__Task to complete__. Write out an exact copy of the line with "pub trait Bootstrap" and of each line after it, through the end of the records below.

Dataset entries
= = = = = = =
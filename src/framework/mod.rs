//! The application framework's configuration, as seen from the outside.
//!
//! The diagnostics only ever query it: a [`Bootstrap`] produces a
//! [`ConfigSource`] and the source answers dotted path lookups such as
//! `app.key`. Both steps fail with
//! [`ErrorKind::InitializationFailure`](crate::ErrorKind::InitializationFailure).

pub mod dotenv;

pub use dotenv::{AppConfig, DotenvBootstrap};

use crate::Result;

#[derive(Debug, PartialEq, Eq, Clone)]
pub enum ConfigValue {
    Null,
    Bool(bool),
    String(String),
}

impl ConfigValue {
    /// `Null`, `false` and the empty string count as unset.
    #[inline]
    pub fn is_truthy(&self) -> bool {
        match self {
            ConfigValue::Null => false,
            ConfigValue::Bool(value) => *value,
            ConfigValue::String(value) => !value.is_empty(),
        }
    }

    #[inline]
    pub fn as_str(&self) -> Option<&str> {
        match self {
            ConfigValue::String(value) => Some(value),
            _ => None,
        }
    }
}

impl std::fmt::Display for ConfigValue {
    fn fmt(&self, f: &mut std::fmt::Formatter<'_>) -> std::fmt::Result {
        match self {
            ConfigValue::Null => f.write_str("null"),
            ConfigValue::Bool(value) => write!(f, "{value}"),
            ConfigValue::String(value) => f.write_str(value),
        }
    }
}

impl From<&str> for ConfigValue {
    #[inline]
    fn from(value: &str) -> Self {
        ConfigValue::String(value.to_owned())
    }
}

impl From<bool> for ConfigValue {
    #[inline]
    fn from(value: bool) -> Self {
        ConfigValue::Bool(value)
    }
}

pub trait ConfigSource {
    /// `Ok(None)` for paths the configuration doesn't know.
    fn get(&self, path: &str) -> Result<Option<ConfigValue>>;
}

pub trait Bootstrap {
    fn bootstrap(&self) -> Result<Box<dyn ConfigSource>>;
}

impl<F> Bootstrap for F
where F: Fn() -> Result<Box<dyn ConfigSource>> {
    #[inline]
    fn bootstrap(&self) -> Result<Box<dyn ConfigSource>> {
        self()
    }
}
= = = = = = =
__Expected answer__.
pub trait Bootstrap {
    fn bootstrap(&self) -> Result<Box<dyn ConfigSource>>;
}

impl<F> Bootstrap for F
where F: Fn() -> Result<Box<dyn ConfigSource>> {
    #[inline]
    fn bootstrap(&self) -> Result<Box<dyn ConfigSource>> {
        self()
    }
}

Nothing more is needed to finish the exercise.